◆ **WORK ITEM**: Nothing in the data may change. Copy all of it exactly.

═════ RECORDS TO USE

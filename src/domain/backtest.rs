//! Backtest driver: replays a price series through the ladder engine.

use chrono::NaiveDate;
use tracing::{debug, info};

use super::engine::{advance_one_day, DayEvent, EngineState};
use super::error::LadderError;
use super::execution::{Side, Transaction};
use super::portfolio::PortfolioSnapshot;
use super::price_series::PriceSeries;
use super::strategy::StrategyConfig;

/// Inclusive date window. Records outside it are skipped entirely.
#[derive(Debug, Clone, Default, PartialEq)]
pub struct BacktestConfig {
    pub start_date: Option<NaiveDate>,
    pub end_date: Option<NaiveDate>,
}

impl BacktestConfig {
    pub fn contains(&self, date: NaiveDate) -> bool {
        self.start_date.is_none_or(|start| date >= start)
            && self.end_date.is_none_or(|end| date <= end)
    }
}

/// Final accounting for a run.
#[derive(Debug, Clone, PartialEq)]
pub struct RunSummary {
    pub final_date: NaiveDate,
    pub final_close: f64,
    pub holding_shares: f64,
    pub total_invested: f64,
    pub total_sold: f64,
    pub final_holding_value: f64,
    pub net_profit: f64,
    /// Sold proceeds plus the value of what is still held.
    pub total_value: f64,
    /// `total_value / total_invested`, 0 when nothing was invested.
    pub multiple: f64,
}

#[derive(Debug)]
pub struct BacktestResult {
    pub transactions: Vec<Transaction>,
    pub snapshots: Vec<PortfolioSnapshot>,
    pub final_state: EngineState,
    /// Fails only when no record exists on or before the end date; the
    /// transactions and snapshots are valid either way.
    pub summary: Result<RunSummary, LadderError>,
}

pub fn run_backtest(
    series: &PriceSeries,
    strategy: &StrategyConfig,
    config: &BacktestConfig,
) -> BacktestResult {
    let mut state = EngineState::new();
    let mut transactions = Vec::new();
    let mut snapshots = Vec::new();

    for record in series.records() {
        if !config.contains(record.date) {
            continue;
        }

        let (next, events) = advance_one_day(state, record, strategy);
        state = next;

        for event in events {
            log_event(&event);
            if let Some(t) = event.transaction() {
                transactions.push(t.clone());
            }
        }

        snapshots.push(PortfolioSnapshot::capture(record.date, record.close, &state));
    }

    debug!(
        days = snapshots.len(),
        trades = transactions.len(),
        "backtest loop finished"
    );

    let summary = finalize(series, &state, &transactions, config.end_date);

    BacktestResult {
        transactions,
        snapshots,
        final_state: state,
        summary,
    }
}

/// Value the final holdings at the last close on or before `end_date`.
pub fn finalize(
    series: &PriceSeries,
    state: &EngineState,
    transactions: &[Transaction],
    end_date: Option<NaiveDate>,
) -> Result<RunSummary, LadderError> {
    let last = series
        .last_on_or_before(end_date)
        .ok_or_else(|| LadderError::NoData {
            end_date: end_date
                .map(|d| d.to_string())
                .unwrap_or_else(|| "end of series".to_string()),
        })?;

    let final_holding_value = if state.holding_shares > 0.0 {
        state.holding_shares * last.close
    } else {
        0.0
    };

    let total_invested: f64 = transactions
        .iter()
        .filter(|t| t.side == Side::Buy)
        .map(Transaction::value)
        .sum();
    let total_sold: f64 = transactions
        .iter()
        .filter(|t| t.side == Side::Sell)
        .map(Transaction::value)
        .sum();

    let total_value = final_holding_value + total_sold;
    let multiple = if total_invested > 0.0 {
        total_value / total_invested
    } else {
        0.0
    };

    Ok(RunSummary {
        final_date: last.date,
        final_close: last.close,
        holding_shares: state.holding_shares,
        total_invested,
        total_sold,
        final_holding_value,
        net_profit: total_value - total_invested,
        total_value,
        multiple,
    })
}

fn log_event(event: &DayEvent) {
    match event {
        DayEvent::Buy {
            fill,
            cycle_peak,
            drop_from_peak,
        } => info!(
            date = %fill.transaction.date,
            level = fill.level,
            "buy {:.2} shares at ${:.2} for ${:.2} (drop {:.2}% from ${:.2})",
            fill.transaction.shares,
            fill.transaction.price,
            fill.amount,
            drop_from_peak * 100.0,
            cycle_peak,
        ),
        DayEvent::Sell(fill) => info!(
            date = %fill.transaction.date,
            "sell {:.2} shares at ${:.2} for ${:.2} (target {}x of ${:.2})",
            fill.transaction.shares,
            fill.transaction.price,
            fill.proceeds,
            fill.multiplier,
            fill.anchor,
        ),
        DayEvent::Recovered { date, price } => info!(
            date = %date,
            "recovered to cycle peak at ${:.2}, resetting buy ladder",
            price,
        ),
    }
}
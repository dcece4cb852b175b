//! INI file configuration adapter.

use crate::ports::config_port::ConfigPort;
use configparser::ini::Ini;
use std::path::Path;

#[derive(Debug)]
pub struct FileConfigAdapter {
    config: Ini,
}

impl FileConfigAdapter {
    pub fn from_file<P: AsRef<Path>>(path: P) -> std::io::Result<Self> {
        let mut config = Ini::new();
        config.load(path).map_err(std::io::Error::other)?;
        Ok(Self { config })
    }

    pub fn from_string(content: &str) -> Result<Self, String> {
        let mut config = Ini::new();
        config.read(content.to_string())?;
        Ok(Self { config })
    }
}

impl ConfigPort for FileConfigAdapter {
    fn get_string(&self, section: &str, key: &str) -> Option<String> {
        self.config.get(section, key)
    }

    fn get_double(&self, section: &str, key: &str, default: f64) -> f64 {
        self.config
            .getfloat(section, key)
            .ok()
            .flatten()
            .unwrap_or(default)
    }
}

══════════

◆ **ANSWER SPACE**:
filename src/domain/backtest.rs
//! Backtest driver: replays a price series through the ladder engine.

use chrono::NaiveDate;
use tracing::{debug, info};

use super::engine::{advance_one_day, DayEvent, EngineState};
use super::error::LadderError;
use super::execution::{Side, Transaction};
use super::portfolio::PortfolioSnapshot;
use super::price_series::PriceSeries;
use super::strategy::StrategyConfig;

/// Inclusive date window. Records outside it are skipped entirely.
#[derive(Debug, Clone, Default, PartialEq)]
pub struct BacktestConfig {
    pub start_date: Option<NaiveDate>,
    pub end_date: Option<NaiveDate>,
}

impl BacktestConfig {
    pub fn contains(&self, date: NaiveDate) -> bool {
        self.start_date.is_none_or(|start| date >= start)
            && self.end_date.is_none_or(|end| date <= end)
    }
}

/// Final accounting for a run.
#[derive(Debug, Clone, PartialEq)]
pub struct RunSummary {
    pub final_date: NaiveDate,
    pub final_close: f64,
    pub holding_shares: f64,
    pub total_invested: f64,
    pub total_sold: f64,
    pub final_holding_value: f64,
    pub net_profit: f64,
    /// Sold proceeds plus the value of what is still held.
    pub total_value: f64,
    /// `total_value / total_invested`, 0 when nothing was invested.
    pub multiple: f64,
}

#[derive(Debug)]
pub struct BacktestResult {
    pub transactions: Vec<Transaction>,
    pub snapshots: Vec<PortfolioSnapshot>,
    pub final_state: EngineState,
    /// Fails only when no record exists on or before the end date; the
    /// transactions and snapshots are valid either way.
    pub summary: Result<RunSummary, LadderError>,
}

pub fn run_backtest(
    series: &PriceSeries,
    strategy: &StrategyConfig,
    config: &BacktestConfig,
) -> BacktestResult {
    let mut state = EngineState::new();
    let mut transactions = Vec::new();
    let mut snapshots = Vec::new();

    for record in series.records() {
        if !config.contains(record.date) {
            continue;
        }

        let (next, events) = advance_one_day(state, record, strategy);
        state = next;

        for event in events {
            log_event(&event);
            if let Some(t) = event.transaction() {
                transactions.push(t.clone());
            }
        }

        snapshots.push(PortfolioSnapshot::capture(record.date, record.close, &state));
    }

    debug!(
        days = snapshots.len(),
        trades = transactions.len(),
        "backtest loop finished"
    );

    let summary = finalize(series, &state, &transactions, config.end_date);

    BacktestResult {
        transactions,
        snapshots,
        final_state: state,
        summary,
    }
}

/// Value the final holdings at the last close on or before `end_date`.
pub fn finalize(
    series: &PriceSeries,
    state: &EngineState,
    transactions: &[Transaction],
    end_date: Option<NaiveDate>,
) -> Result<RunSummary, LadderError> {
    let last = series
        .last_on_or_before(end_date)
        .ok_or_else(|| LadderError::NoData {
            end_date: end_date
                .map(|d| d.to_string())
                .unwrap_or_else(|| "end of series".to_string()),
        })?;

    let final_holding_value = if state.holding_shares > 0.0 {
        state.holding_shares * last.close
    } else {
        0.0
    };

    let total_invested: f64 = transactions
        .iter()
        .filter(|t| t.side == Side::Buy)
        .map(Transaction::value)
        .sum();
    let total_sold: f64 = transactions
        .iter()
        .filter(|t| t.side == Side::Sell)
        .map(Transaction::value)
        .sum();

    let total_value = final_holding_value + total_sold;
    let multiple = if total_invested > 0.0 {
        total_value / total_invested
    } else {
        0.0
    };

    Ok(RunSummary {
        final_date: last.date,
        final_close: last.close,
        holding_shares: state.holding_shares,
        total_invested,
        total_sold,
        final_holding_value,
        net_profit: total_value - total_invested,
        total_value,
        multiple,
    })
}

fn log_event(event: &DayEvent) {
    match event {
        DayEvent::Buy {
            fill,
            cycle_peak,
            drop_from_peak,
        } => info!(
            date = %fill.transaction.date,
            level = fill.level,
            "buy {:.2} shares at ${:.2} for ${:.2} (drop {:.2}% from ${:.2})",
            fill.transaction.shares,
            fill.transaction.price,
            fill.amount,
            drop_from_peak * 100.0,
            cycle_peak,
        ),
        DayEvent::Sell(fill) => info!(
            date = %fill.transaction.date,
            "sell {:.2} shares at ${:.2} for ${:.2} (target {}x of ${:.2})",
            fill.transaction.shares,
            fill.transaction.price,
            fill.proceeds,
            fill.multiplier,
            fill.anchor,
        ),
        DayEvent::Recovered { date, price } => info!(
            date = %date,
            "recovered to cycle peak at ${:.2}, resetting buy ladder",
            price,
        ),
    }
}
repository dcece4cb852b175b
//! INI file configuration adapter.

use crate::ports::config_port::ConfigPort;
use configparser::ini::Ini;
use std::path::Path;

#[derive(Debug)]
pub struct FileConfigAdapter {
    config: Ini,
}

impl FileConfigAdapter {
    pub fn from_file<P: AsRef<Path>>(path: P) -> std::io::Result<Self> {
        let mut config = Ini::new();
        config.load(path).map_err(std::io::Error::other)?;
        Ok(Self { config })
    }

    pub fn from_string(content: &str) -> Result<Self, String> {
        let mut config = Ini::new();
        config.read(content.to_string())?;
        Ok(Self { config })
    }
}

impl ConfigPort for FileConfigAdapter {
    fn get_string(&self, section: &str, key: &str) -> Option<String> {
        self.config.get(section, key)
    }

    fn get_double(&self, section: &str, key: &str, default: f64) -> f64 {
        self.config
            .getfloat(section, key)
            .ok()
            .flatten()
            .unwrap_or(default)
    }
}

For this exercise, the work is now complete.